Over the years, that has changed. Once the internet hit and day traders became
more common, it became more and more about buying stocks that will go up and
selling stocks that will go down. I think people forget that even during the
90s, commissions for buying and selling stock were in the hundreds of dollars,
not $8.95 like today. It was expensive for retail investors to buy and sell
stock.

The time period for holding stocks has decreased sharply since then, where a
few years ago rebate traders would buy and sell stock to just get the rebate
from the exchanges, and now to where HFT eat the lunch of those same manual
rebate traders.

The vast majority of trading done on the markets today is not done based on
the quality of the company or the quality of the earnings, but based on how
the stock will trade. Sure, there's still institutional trading, and I'm sure
plenty of quant models make use of things like earnings growth, etc. And yes,
things like news and fundamentals do cause prices to go up and down. But the
_vast majority_ of daily trading, 75% of volume, is done by trading entities
that don't care about fundamentals, and only care about miniscule movements in
the stock price. This is why I use volume as evidence, because it demonstrates
that most trading done isn't done because of the predictive nature of the
stock market for future earnings, but because of the extremely short term
predictive nature of the stock price itself.
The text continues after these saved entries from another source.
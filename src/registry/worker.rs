use std::time::Duration;

use chrono::Utc;
use serde::{Deserialize, Serialize};

use crate::protocol::{WorkerId, WorkerSnapshot, WorkerStatus};

/// Persistent worker record, stored under the worker map key.
#[derive(Debug, Clone, Serialize, Deserialize)]
#[serde(rename_all = "camelCase")]
pub struct Worker {
    pub worker_id: WorkerId,
    pub label: String,
    pub status: WorkerStatus,
    #[serde(default)]
    pub request_count: u64,
    #[serde(default, skip_serializing_if = "Option::is_none")]
    pub workspace_link: Option<String>,
    #[serde(default, skip_serializing_if = "Option::is_none")]
    pub active_request_id: Option<String>,
    /// Unix millis of the last mutation.
    pub updated_at: i64,
    /// Unix millis of the last release, if any.
    #[serde(default, skip_serializing_if = "Option::is_none")]
    pub released_at: Option<i64>,
}

impl Worker {
    pub fn new(worker_id: WorkerId, label: impl Into<String>, status: WorkerStatus) -> Self {
        Self {
            worker_id,
            label: label.into(),
            status,
            request_count: 0,
            workspace_link: None,
            active_request_id: None,
            updated_at: Utc::now().timestamp_millis(),
            released_at: None,
        }
    }

    /// Whether this worker can take a new request right now.
    pub fn can_accept(&self, min_idle: Duration) -> bool {
        if self.status != WorkerStatus::Free {
            return false;
        }
        match self.released_at {
            Some(released_at) => {
                let idle_ms = Utc::now().timestamp_millis().saturating_sub(released_at);
                idle_ms >= min_idle.as_millis() as i64
            }
            None => true,
        }
    }

    pub fn touch(&mut self) {
        self.updated_at = Utc::now().timestamp_millis();
    }

    pub fn snapshot(&self, min_idle: Duration) -> WorkerSnapshot {
        WorkerSnapshot {
            worker_id: self.worker_id,
            label: self.label.clone(),
            status: self.status,
            can_accept: self.can_accept(min_idle),
            request_count: self.request_count,
            workspace_link: self.workspace_link.clone(),
            active_request_id: self.active_request_id.clone(),
        }
    }
}

/// What a driver scan reports about one worker.
///
/// Observations carry no request bookkeeping; the registry preserves its own
/// counters and bindings when merging.
#[derive(Debug, Clone)]
pub struct WorkerObservation {
    pub worker_id: WorkerId,
    pub label: String,
    pub status: WorkerStatus,
}

#[cfg(test)]
mod tests {
    use super::*;

    #[test]
    fn busy_worker_cannot_accept() {
        let mut worker = Worker::new(WorkerId(1), "w1", WorkerStatus::Free);
        assert!(worker.can_accept(Duration::ZERO));
        worker.status = WorkerStatus::Busy;
        assert!(!worker.can_accept(Duration::ZERO));
        worker.status = WorkerStatus::Sleeping;
        assert!(!worker.can_accept(Duration::ZERO));
    }

    #[test]
    fn recent_release_blocks_reuse_until_idle() {
        let mut worker = Worker::new(WorkerId(1), "w1", WorkerStatus::Free);
        worker.released_at = Some(Utc::now().timestamp_millis());
        assert!(!worker.can_accept(Duration::from_secs(60)));
        assert!(worker.can_accept(Duration::ZERO));

        worker.released_at = Some(Utc::now().timestamp_millis() - 120_000);
        assert!(worker.can_accept(Duration::from_secs(60)));
    }
}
That's why I said that it's less about predicting future earnings grow and
more about making nickels every 10 ms. C trading 500MM shares a day is like
people rolling dice every millisecond in the alley way and exchanging money
upon every roll. The other example that I was searching for but couldn't
recall was when GM went bankrupt and the stock was still trading over $1. This
was purely trading activity even though the "future earnings" of the stock was
0.

It's become a casino where probability theory dominate and less about "I drink
Coke so I should buy KO".

BTW, I'm not saying this is good or bad. I just believe this is how the
markets are. The same thing happened when daytraders entered the markets
during the dotcom boom. I do believe gaming the system, trying to "break" the
markets with quote stuffing, etc, is wrong, but fundamentally I believe that
the nature of the markets have changed, and anyone who wants to get involved
in it should understand the nature of the change. Anyone who thinks that they
should keep their money in mutual funds and let the mutual fund companies sip
2-5% every year for doing worse than the markets, and then also exposing
yourself to market crashes every 7-10 years, I believe, are fools.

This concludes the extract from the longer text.